Второй вид калек — попытка передачи фигуры hendiadys двумя синонимами. Это встречается неоднократно при переводе epi th ish kai omoia, которое С. П. Кондратьев передает по-русски «на равных и одинаковых правах» (стр. 223, 341, 387); для русского языка это повторение синонимов тавтологично и создает впечатление шероховатости; в аналогичных случаях один из членов обычно опускают, а другой усиливают за счет соответствующего определения.

Часто вызывает возражения и точное следование порядку слов греческого оригинала. Несмотря на то, что в обоих языках порядок слов свободный, в русском он в известной мере ограничен требованием компактной постановки группы подлежащего и сказуемого, невозможностью разрывать существительное с определением, удалять причастные и деепричастные обороты от слов, к которым они относятся, и т. д. Все это составляет не столько грамматический закон, сколько usus языка, и нарушение этого usus’а всегда ощущается. Предложения, подобные следующему: «Я и сам думаю, что это было так, что амазонки шли походом вместе со своими мужьями, основываясь на том, что происходило фактически и в мое время» (стр. 382) — не могут считаться вполне ясными. Только исключительно благодарный контекст заставляет читателя относить деепричастный оборот к подлежащему главного, а не придаточного предложения; если бы имелись в виду не Прокопий и амазонки, неизбежно создалась бы двусмысленность. Такой порядок слов тем менее уместен, что в греческом тексте причастие непосредственно следует за словом, с которым оно согласовано.

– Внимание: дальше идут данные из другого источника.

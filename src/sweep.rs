//! Orphaned render cleanup.
//!
//! A rendered image is orphaned once no device screen and no plugin
//! references its key. The sweep deletes orphans, but only those last
//! modified before the active-key scan started minus a grace period. A file
//! written by a concurrent render (whose key may not be assigned yet) is
//! therefore never touched, without holding any lock across the sweep.
//!
//! # Usage
//!
//! ```ignore
//! use std::sync::Arc;
//! use std::time::Duration;
//! use tokio_util::sync::CancellationToken;
//! use trmnl_engine::{run_cleanup_daemon, CacheSweeper, FsCacheStorage};
//!
//! let storage = Arc::new(FsCacheStorage::new("storage/images/generated"));
//! let sweeper = Arc::new(CacheSweeper::new(store, storage));
//!
//! let cancellation = CancellationToken::new();
//! tokio::spawn(run_cleanup_daemon(sweeper, Duration::from_secs(3600), cancellation.clone()));
//! ```

use std::collections::HashMap;
use std::io::ErrorKind;
use std::path::{Path, PathBuf};
use std::sync::{Arc, Mutex, PoisonError};
use std::time::{Duration, Instant, SystemTime};

use tokio_util::sync::CancellationToken;
use tracing::{debug, info, warn};

use crate::cache::SnapshotStore;
use crate::error::Error;

/// Default grace period before an unreferenced file may be deleted.
pub const DEFAULT_GRACE_PERIOD: Duration = Duration::from_secs(300);

/// A stored render, identified by its cache key.
#[derive(Debug, Clone, PartialEq, Eq)]
pub struct CachedImage {
    /// Cache key (file name without extension)
    pub key: String,
    /// Last modification time (newest file for the key)
    pub modified: SystemTime,
}

/// File storage collaborator holding rendered images.
pub trait CacheStorage: Send + Sync {
    /// All stored renders.
    fn list_cache_files(&self) -> Result<Vec<CachedImage>, Error>;

    /// Delete every file stored for a key.
    fn delete_cache_file(&self, key: &str) -> Result<(), Error>;
}

/// Outcome of one cleanup sweep.
#[derive(Debug, Clone, Default, PartialEq, Eq)]
pub struct CleanupReport {
    /// Stored keys seen
    pub scanned: usize,
    /// Keys referenced at scan time
    pub active: usize,
    /// Orphaned keys deleted
    pub deleted: Vec<String>,
    /// Orphaned keys kept because they are inside the grace period
    pub skipped_recent: usize,
    /// Orphaned keys whose deletion failed
    pub failed: usize,
    /// Whether the sweep stopped early on cancellation
    pub cancelled: bool,
    /// Duration of the sweep in milliseconds
    pub duration_ms: u64,
}

/// Deletes renders no device or plugin references anymore.
pub struct CacheSweeper<S, C> {
    store: Arc<S>,
    storage: Arc<C>,
    grace_period: Duration,
}

impl<S: SnapshotStore, C: CacheStorage> CacheSweeper<S, C> {
    /// Create a sweeper with the default grace period.
    pub fn new(store: Arc<S>, storage: Arc<C>) -> Self {
        Self {
            store,
            storage,
            grace_period: DEFAULT_GRACE_PERIOD,
        }
    }

    /// Set the grace period.
    #[must_use]
    pub fn with_grace_period(mut self, grace_period: Duration) -> Self {
        self.grace_period = grace_period;
        self
    }

    /// The configured grace period.
    pub fn grace_period(&self) -> Duration {
        self.grace_period
    }

    /// Delete orphaned renders.
    ///
    /// Keys referenced at scan time are never deleted. Individual deletion
    /// failures are logged and skipped. Cancellation is checked before each
    /// deletion.
    pub fn cleanup_folder(&self, cancel: &CancellationToken) -> Result<CleanupReport, Error> {
        let start = Instant::now();
        let scan_started = SystemTime::now();
        let cutoff = scan_started
            .checked_sub(self.grace_period)
            .unwrap_or(SystemTime::UNIX_EPOCH);

        let active = self.store.list_active_cache_keys()?;
        let files = self.storage.list_cache_files()?;

        let mut report = CleanupReport {
            scanned: files.len(),
            active: active.len(),
            ..Default::default()
        };

        for file in files {
            if active.contains(&file.key) {
                continue;
            }
            if file.modified > cutoff {
                report.skipped_recent += 1;
                continue;
            }
            if cancel.is_cancelled() {
                debug!(
                    deleted = report.deleted.len(),
                    "Cache cleanup cancelled"
                );
                report.cancelled = true;
                break;
            }

            match self.storage.delete_cache_file(&file.key) {
                Ok(()) => {
                    debug!(key = %file.key, "Deleted orphaned render");
                    report.deleted.push(file.key);
                }
                Err(e) => {
                    warn!(
                        key = %file.key,
                        error = %e,
                        "Failed to delete orphaned render"
                    );
                    report.failed += 1;
                }
            }
        }

        report.duration_ms = start.elapsed().as_millis() as u64;
        info!(
            scanned = report.scanned,
            active = report.active,
            deleted = report.deleted.len(),
            skipped_recent = report.skipped_recent,
            failed = report.failed,
            duration_ms = report.duration_ms,
            "Cache cleanup complete"
        );
        Ok(report)
    }
}

/// Rendered images stored as files in one directory.
///
/// The cache key is the file stem, so `abc.png` and `abc.bmp` both belong
/// to key `abc`. Dotfiles are ignored.
///
/// Listing records the paths behind each key, so deletions during the same
/// sweep do not rescan the directory. Keys never listed are deleted by
/// their [`RENDER_EXTENSIONS`] file names.
#[derive(Debug, Clone)]
pub struct FsCacheStorage {
    dir: PathBuf,
    index: Arc<Mutex<HashMap<String, Vec<PathBuf>>>>,
}

/// File extensions the renderer writes.
pub const RENDER_EXTENSIONS: &[&str] = &["png", "bmp"];

impl FsCacheStorage {
    /// Create storage rooted at `dir`.
    pub fn new(dir: impl Into<PathBuf>) -> Self {
        Self {
            dir: dir.into(),
            index: Arc::default(),
        }
    }

    /// The storage directory.
    pub fn dir(&self) -> &Path {
        &self.dir
    }

    /// Files in the directory with their cache key.
    fn entries(&self) -> Result<Vec<(String, PathBuf)>, Error> {
        let entries = match std::fs::read_dir(&self.dir) {
            Ok(entries) => entries,
            Err(e) if e.kind() == ErrorKind::NotFound => return Ok(Vec::new()),
            Err(e) => {
                return Err(Error::Io(format!(
                    "Failed to read cache dir '{}': {}",
                    self.dir.display(),
                    e
                )))
            }
        };

        let mut files = Vec::new();
        for entry in entries.flatten() {
            let path = entry.path();
            if !path.is_file() {
                continue;
            }
            let Some(key) = path.file_stem().and_then(|stem| stem.to_str()) else {
                continue;
            };
            if key.is_empty() || key.starts_with('.') {
                continue;
            }
            files.push((key.to_string(), path));
        }
        Ok(files)
    }
}

impl CacheStorage for FsCacheStorage {
    fn list_cache_files(&self) -> Result<Vec<CachedImage>, Error> {
        let mut newest: HashMap<String, SystemTime> = HashMap::new();
        let mut index: HashMap<String, Vec<PathBuf>> = HashMap::new();
        for (key, path) in self.entries()? {
            let modified = match std::fs::metadata(&path).and_then(|meta| meta.modified()) {
                Ok(modified) => modified,
                Err(e) => {
                    // Vanished between listing and stat
                    debug!(path = %path.display(), error = %e, "Skipping cache file");
                    continue;
                }
            };
            index.entry(key.clone()).or_default().push(path);
            newest
                .entry(key)
                .and_modify(|current| *current = (*current).max(modified))
                .or_insert(modified);
        }
        *self.index.lock().unwrap_or_else(PoisonError::into_inner) = index;

        let mut files: Vec<CachedImage> = newest
            .into_iter()
            .map(|(key, modified)| CachedImage { key, modified })
            .collect();
        files.sort_by(|a, b| a.key.cmp(&b.key));
        Ok(files)
    }

    fn delete_cache_file(&self, key: &str) -> Result<(), Error> {
        let indexed = self
            .index
            .lock()
            .unwrap_or_else(PoisonError::into_inner)
            .remove(key);
        let paths = indexed.unwrap_or_else(|| {
            RENDER_EXTENSIONS
                .iter()
                .map(|ext| self.dir.join(format!("{key}.{ext}")))
                .collect()
        });

        for path in paths {
            match std::fs::remove_file(&path) {
                Ok(()) => {}
                Err(e) if e.kind() == ErrorKind::NotFound => {}
                Err(e) => {
                    return Err(Error::Io(format!(
                        "Failed to delete '{}': {}",
                        path.display(),
                        e
                    )))
                }
            }
        }
        Ok(())
    }
}

/// Run cache cleanup periodically until cancelled.
///
/// Sweeps once on startup, then every `interval`. Each sweep runs on the
/// blocking pool and observes the same cancellation token between deletions.
#[cfg(feature = "sweep")]
pub async fn run_cleanup_daemon<S, C>(
    sweeper: Arc<CacheSweeper<S, C>>,
    interval: Duration,
    cancellation: CancellationToken,
) where
    S: SnapshotStore + 'static,
    C: CacheStorage + 'static,
{
    info!(
        interval_secs = interval.as_secs(),
        grace_secs = sweeper.grace_period().as_secs(),
        "Starting cache cleanup daemon"
    );

    loop {
        let task_sweeper = Arc::clone(&sweeper);
        let task_cancel = cancellation.clone();
        let result =
            tokio::task::spawn_blocking(move || task_sweeper.cleanup_folder(&task_cancel)).await;

        match result {
            Ok(Ok(report)) => debug!(deleted = report.deleted.len(), "Cleanup sweep finished"),
            Ok(Err(e)) => warn!(error = %e, "Cleanup sweep failed"),
            Err(e) => warn!(error = %e, "Cleanup sweep task aborted"),
        }

        tokio::select! {
            _ = cancellation.cancelled() => {
                info!("Cache cleanup daemon shutting down");
                break;
            }
            _ = tokio::time::sleep(interval) => {}
        }
    }
}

Столь же неудачный пример находим и на стр. 78, где воспроизведен буквально порядок слов оригинала: «...готы... с оружием в руках восстали против римлян под начальством Теодориха». Фраза неясная; только знание того, кто такой Теодорих, не позволяет нам считать его римским полководцем. В греческом тексте читаем: ...GotJoi, oi... opla epi RwmaiouV, Qeudericou sjisin hgoumenou anthran, androV patrikiou te kai... При одном взгляде на эту фразу ясно, что ее причудливый порядок слов не может быть передан по-русски. Переводчику здесь гораздо важнее было бы учесть, что родительный самостоятельный содержит местоимение sjisin, и из текста, таким образом, вполне ясно, что Теодорих начальствует над готами. Иногда подобный буквальный перевод создает даже бессмысленные чтения, подобные следующему:

«Он приблизил к себе тех родственников из готов, которые были ею убиты (!), а их среди готов было много, и они пользовались почетом» (стр. 89). У читателя полная иллюзия, что Теодат приблизил к себе мертвецов, тогда как в греческом тексте (kai Gotjwn twn proV authV anhrhmenwn touV xuggeneiV epagomenouV pollouV te kai lian logimouV en GotJoiV ontaV) ни один из родительных падежей не имеет партитивного [152] смысла. См. также I, 5, 1; 5, 4; 8, 35; 8, 40; 11, 5; 14, 2; 18, 27; II, 2, 21; 4, 9; 8, 18: III, 9, 14; 13, 6; IV, 2, 14; 9, 2 и др.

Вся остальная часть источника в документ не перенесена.